A simple ratelimit takes care of that. Plus, it's not like attackers would be easily defeated by a CAPTCHA anyway --- there are services selling batches of valid tokens, likely generated by actual humans or very close emulations thereof, for ReCAPTCHA.
Captcha solving service also has other costs than just the money it costs. It adds time costs and additional resource usage on the machines it is running on. A quick look at a service shows that the average response for a challenge was 40 seconds (this value changed a lot when refreshing the page). The attacker has now gone from the 200ms range per attempt to several seconds, slowing the down a lot. This gives defenders additional time to respond, it is also a useful metric for detecting malicious logins.
This should waste less time than reCAPTCHAs.
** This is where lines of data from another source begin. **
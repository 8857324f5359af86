//! Binary payload embedding
//!
//! Payloads are stored as RFC 2397 data URLs:
//! `data:<mime type>;base64,<standard base64 with padding>`.
//! The MIME type is kept verbatim, parameters included, so decoding always
//! returns exactly what was encoded.

use crate::error::CodecError;
use base64::{engine::general_purpose::STANDARD, Engine as _};

const PREFIX: &str = "data:";
const BASE64_MARKER: &str = ";base64";

/// A payload recovered from its textual form
#[derive(Debug, Clone, PartialEq, Eq)]
pub struct DecodedPayload {
    pub bytes: Vec<u8>,
    pub mime_type: String,
    pub byte_length: usize,
}

/// Encode raw bytes and their MIME type into a data URL
pub fn encode(bytes: &[u8], mime_type: &str) -> String {
    let body = STANDARD.encode(bytes);
    let mut out = String::with_capacity(
        PREFIX.len() + mime_type.len() + BASE64_MARKER.len() + 1 + body.len(),
    );
    out.push_str(PREFIX);
    out.push_str(mime_type);
    out.push_str(BASE64_MARKER);
    out.push(',');
    out.push_str(&body);
    out
}

/// Decode a data URL produced by [`encode`]
pub fn decode(text: &str) -> Result<DecodedPayload, CodecError> {
    let rest = text.strip_prefix(PREFIX).ok_or(CodecError::MissingPrefix)?;

    // The base64 alphabet has no commas, so the last one is the separator
    let (header, body) = rest
        .rsplit_once(',')
        .ok_or(CodecError::MissingBase64Marker)?;
    let mime_type = header
        .strip_suffix(BASE64_MARKER)
        .ok_or(CodecError::MissingBase64Marker)?;

    let bytes = STANDARD.decode(body)?;
    let byte_length = bytes.len();

    Ok(DecodedPayload {
        bytes,
        mime_type: mime_type.to_string(),
        byte_length,
    })
}

/// Read only the MIME type of an encoded payload without decoding the body
pub fn peek_mime_type(text: &str) -> Result<&str, CodecError> {
    let rest = text.strip_prefix(PREFIX).ok_or(CodecError::MissingPrefix)?;
    let (header, _) = rest
        .rsplit_once(',')
        .ok_or(CodecError::MissingBase64Marker)?;
    header
        .strip_suffix(BASE64_MARKER)
        .ok_or(CodecError::MissingBase64Marker)
}

#[cfg(test)]
mod tests {
    use super::*;

    fn roundtrip(bytes: &[u8], mime: &str) {
        let decoded = decode(&encode(bytes, mime)).unwrap();
        assert_eq!(decoded.bytes, bytes);
        assert_eq!(decoded.mime_type, mime);
        assert_eq!(decoded.byte_length, bytes.len());
    }

    #[test]
    fn test_empty_payload() {
        assert_eq!(encode(&[], "image/png"), "data:image/png;base64,");
        roundtrip(&[], "image/png");
    }

    #[test]
    fn test_single_byte() {
        roundtrip(&[0x7f], "audio/mpeg");
    }

    #[test]
    fn test_every_byte_value() {
        let bytes: Vec<u8> = (0..=255u8).collect();
        roundtrip(&bytes, "application/octet-stream");
    }

    #[test]
    fn test_large_payload() {
        let bytes: Vec<u8> = (0..(3 * 1024 * 1024 + 7)).map(|i| (i * 31 % 251) as u8).collect();
        roundtrip(&bytes, "image/jpeg");
    }

    #[test]
    fn test_mime_with_parameters_and_commas() {
        roundtrip(b"ogg", "audio/ogg; codecs=opus");
        roundtrip(b"odd", "x/y,z");
    }

    #[test]
    fn test_deterministic() {
        assert_eq!(encode(b"abc", "text/plain"), encode(b"abc", "text/plain"));
        assert_eq!(encode(b"abc", "text/plain"), "data:text/plain;base64,YWJj");
    }

    #[test]
    fn test_missing_prefix() {
        assert!(matches!(decode("image/png;base64,AAAA"), Err(CodecError::MissingPrefix)));
    }

    #[test]
    fn test_missing_marker() {
        assert!(matches!(
            decode("data:image/png,AAAA"),
            Err(CodecError::MissingBase64Marker)
        ));
        assert!(matches!(
            decode("data:image/png;base64"),
            Err(CodecError::MissingBase64Marker)
        ));
    }

    #[test]
    fn test_malformed_alphabet() {
        assert!(matches!(
            decode("data:image/png;base64,@@@@"),
            Err(CodecError::InvalidBase64(_))
        ));
    }

    #[test]
    fn test_peek_mime_type() {
        let encoded = encode(b"\x89PNG", "image/png");
        assert_eq!(peek_mime_type(&encoded).unwrap(), "image/png");
    }
}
I know it's not 1:1 in terms of pros/cons, but it gets a good subset of the advantages without the key disadvantages mentioned above.
Secondly, botnets can, and presumably do, randomize which accounts they try, too.
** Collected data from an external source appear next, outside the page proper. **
//! Parallel payload encoding for folder imports

use super::MediaFile;
use crate::codec;
use crate::error::MediaError;
use rayon::prelude::*;

/// A file ready to be pooled
#[derive(Debug, Clone, PartialEq, Eq)]
pub struct EncodedMedia {
    pub name: String,
    /// Data URL
    pub data: String,
}

/// Result of encoding a batch. `encoded` keeps the input order.
#[derive(Debug, Default)]
pub struct BatchOutcome {
    pub encoded: Vec<EncodedMedia>,
    pub failures: Vec<MediaError>,
}

/// Encode every file independently.
///
/// A bad file is logged and reported; it never stops the rest of the batch.
pub fn encode_batch(files: &[MediaFile]) -> BatchOutcome {
    let results: Vec<Result<EncodedMedia, MediaError>> = files.par_iter().map(encode_one).collect();

    let mut outcome = BatchOutcome::default();
    for result in results {
        match result {
            Ok(media) => outcome.encoded.push(media),
            Err(e) => {
                log::warn!("Skipping file: {}", e);
                outcome.failures.push(e);
            }
        }
    }

    log::debug!(
        "Encoded {}/{} file(s)",
        outcome.encoded.len(),
        files.len()
    );
    outcome
}

fn encode_one(file: &MediaFile) -> Result<EncodedMedia, MediaError> {
    let actual = file.bytes.len() as u64;
    if actual != file.byte_size {
        return Err(MediaError::SizeMismatch {
            name: file.name.clone(),
            declared: file.byte_size,
            actual,
        });
    }

    let valid_mime = file
        .mime_type
        .split_once('/')
        .is_some_and(|(top, sub)| !top.trim().is_empty() && !sub.trim().is_empty());
    if !valid_mime {
        return Err(MediaError::InvalidMimeType {
            name: file.name.clone(),
            mime_type: file.mime_type.clone(),
        });
    }

    Ok(EncodedMedia {
        name: file.name.clone(),
        data: codec::encode(&file.bytes, &file.mime_type),
    })
}

#[cfg(test)]
mod tests {
    use super::*;

    #[test]
    fn test_batch_preserves_order() {
        let files: Vec<MediaFile> = (0..64)
            .map(|i| MediaFile::new(format!("{i:02}.png"), "image/png", vec![i as u8; i]))
            .collect();

        let outcome = encode_batch(&files);

        assert!(outcome.failures.is_empty());
        assert_eq!(outcome.encoded.len(), 64);
        for (i, media) in outcome.encoded.iter().enumerate() {
            assert_eq!(media.name, format!("{i:02}.png"));
            let decoded = codec::decode(&media.data).unwrap();
            assert_eq!(decoded.byte_length, i);
        }
    }

    #[test]
    fn test_truncated_file_is_reported() {
        let mut truncated = MediaFile::new("cut.png", "image/png", vec![1, 2, 3]);
        truncated.byte_size = 100;
        let files = vec![MediaFile::new("ok.png", "image/png", vec![9]), truncated];

        let outcome = encode_batch(&files);

        assert_eq!(outcome.encoded.len(), 1);
        assert_eq!(outcome.encoded[0].name, "ok.png");
        assert!(matches!(
            outcome.failures[0],
            MediaError::SizeMismatch { declared: 100, actual: 3, .. }
        ));
    }

    #[test]
    fn test_invalid_mime_is_reported() {
        let files = vec![MediaFile::new("odd", "image/", vec![1])];
        let outcome = encode_batch(&files);
        assert!(outcome.encoded.is_empty());
        assert!(matches!(outcome.failures[0], MediaError::InvalidMimeType { .. }));
    }
}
Incidentally, you still need rate-limiting if you use Google's CAPTCHA. If you don't rate-limit CAPTCHA endpoint, an attacker can DDoS you (especially if your server-side captcha component uses low-performance single-threaded HTTP client). Furthermore, an attacker within the same AS as their target can purposefully screw over their account by performing attacks on Google's services until the reputation of the network hits rock bottom.
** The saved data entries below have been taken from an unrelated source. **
use std::collections::HashMap;
use std::sync::Arc;

use async_trait::async_trait;
use serde::{Deserialize, Serialize};
use serde_json::Value;

use crate::error::Error;
use crate::message::ToolCall;

/// Function-calling description of a tool, as sent to the provider.
#[derive(Debug, Clone, Serialize, Deserialize)]
pub struct ToolDefinition {
    pub name: String,
    pub description: String,
    pub parameters: ToolParameters,
}

impl ToolDefinition {
    pub fn new(name: impl Into<String>, description: impl Into<String>) -> Self {
        Self {
            name: name.into(),
            description: description.into(),
            parameters: ToolParameters::default(),
        }
    }

    pub fn with_parameters(mut self, parameters: ToolParameters) -> Self {
        self.parameters = parameters;
        self
    }
}

#[derive(Debug, Clone, Serialize, Deserialize)]
pub struct ToolParameters {
    #[serde(rename = "type")]
    pub schema_type: String,
    #[serde(default)]
    pub properties: HashMap<String, PropertySchema>,
    #[serde(default)]
    pub required: Vec<String>,
    #[serde(rename = "additionalProperties", default)]
    pub additional_properties: bool,
}

impl Default for ToolParameters {
    fn default() -> Self {
        Self {
            schema_type: "object".to_string(),
            properties: HashMap::new(),
            required: Vec::new(),
            additional_properties: false,
        }
    }
}

impl ToolParameters {
    pub fn new() -> Self {
        Self::default()
    }

    pub fn add_property(
        mut self,
        name: impl Into<String>,
        schema: PropertySchema,
        required: bool,
    ) -> Self {
        let name = name.into();
        self.properties.insert(name.clone(), schema);
        if required {
            self.required.push(name);
        }
        self
    }
}

#[derive(Debug, Clone, Serialize, Deserialize)]
pub struct PropertySchema {
    #[serde(rename = "type")]
    pub schema_type: String,
    #[serde(skip_serializing_if = "Option::is_none")]
    pub description: Option<String>,
    #[serde(skip_serializing_if = "Option::is_none")]
    pub items: Option<Box<PropertySchema>>,
}

impl PropertySchema {
    fn typed(schema_type: &str, description: Option<String>) -> Self {
        Self {
            schema_type: schema_type.to_string(),
            description,
            items: None,
        }
    }

    pub fn string(description: impl Into<String>) -> Self {
        Self::typed("string", Some(description.into()))
    }

    /// An array of plain strings.
    pub fn string_array(description: impl Into<String>) -> Self {
        Self {
            items: Some(Box::new(Self::typed("string", None))),
            ..Self::typed("array", Some(description.into()))
        }
    }
}

#[derive(Debug, Clone)]
pub struct ToolOutput {
    pub content: String,
    pub is_error: bool,
}

impl ToolOutput {
    pub fn success(content: impl Into<String>) -> Self {
        Self {
            content: content.into(),
            is_error: false,
        }
    }

    pub fn error(content: impl Into<String>) -> Self {
        Self {
            content: content.into(),
            is_error: true,
        }
    }
}

#[async_trait]
pub trait Tool: Send + Sync {
    fn name(&self) -> &str;

    fn description(&self) -> &str;

    fn definition(&self) -> ToolDefinition;

    async fn execute(&self, arguments: Value) -> Result<ToolOutput, Error>;
}

/// Tools available to an agent, keyed by name.
#[derive(Clone, Default)]
pub struct ToolRegistry {
    tools: HashMap<String, Arc<dyn Tool>>,
}

impl ToolRegistry {
    pub fn new() -> Self {
        Self::default()
    }

    pub fn register(&mut self, tool: Arc<dyn Tool>) {
        self.tools.insert(tool.name().to_string(), tool);
    }

    pub fn get(&self, name: &str) -> Option<&Arc<dyn Tool>> {
        self.tools.get(name)
    }

    /// Definitions sorted by name so requests are stable across runs.
    pub fn definitions(&self) -> Vec<ToolDefinition> {
        let mut defs: Vec<_> = self.tools.values().map(|t| t.definition()).collect();
        defs.sort_by(|a, b| a.name.cmp(&b.name));
        defs
    }

    pub fn is_empty(&self) -> bool {
        self.tools.is_empty()
    }

    pub fn len(&self) -> usize {
        self.tools.len()
    }

    /// Run one tool call and render the outcome as tool-result text.
    ///
    /// Never fails: unknown tools and tool errors come back as `Error: ...`
    /// strings the model can read. The flag is true for those.
    pub async fn execute_call(&self, call: &ToolCall) -> (String, bool) {
        let Some(tool) = self.get(&call.name) else {
            return (format!("Error: Unknown tool '{}'", call.name), true);
        };

        match tool.execute(call.arguments.clone()).await {
            Ok(output) if output.is_error => (format!("Error: {}", output.content), true),
            Ok(output) => (output.content, false),
            Err(e) => (format!("Error executing tool: {}", e), true),
        }
    }
}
Conveniently, normal users with typical browser configurations get nothing but the animated checkbox. For nearly everyone, the whole experience is simple and easy. The only people who get inconvenienced are the low-grade privacy enthusiasts who think that preventing tracking is the path to Internet safety. Ironically, "tracking" is literally the mechanism by which legitimate users can be distinguished from attackers, so down that road lies a sort of self-inflicted hell for which the only sensible solution is to stop hitting yourself.
"Be a good little sheeple and do what Big Brother Google says." Fuck no.
...congratulations, I just locked out all of your users. Have a nice day.
This is not theory, this is hard-earned experience. Locking-out people is bad, the most that's acceptable is rate limiting to a once every few seconds.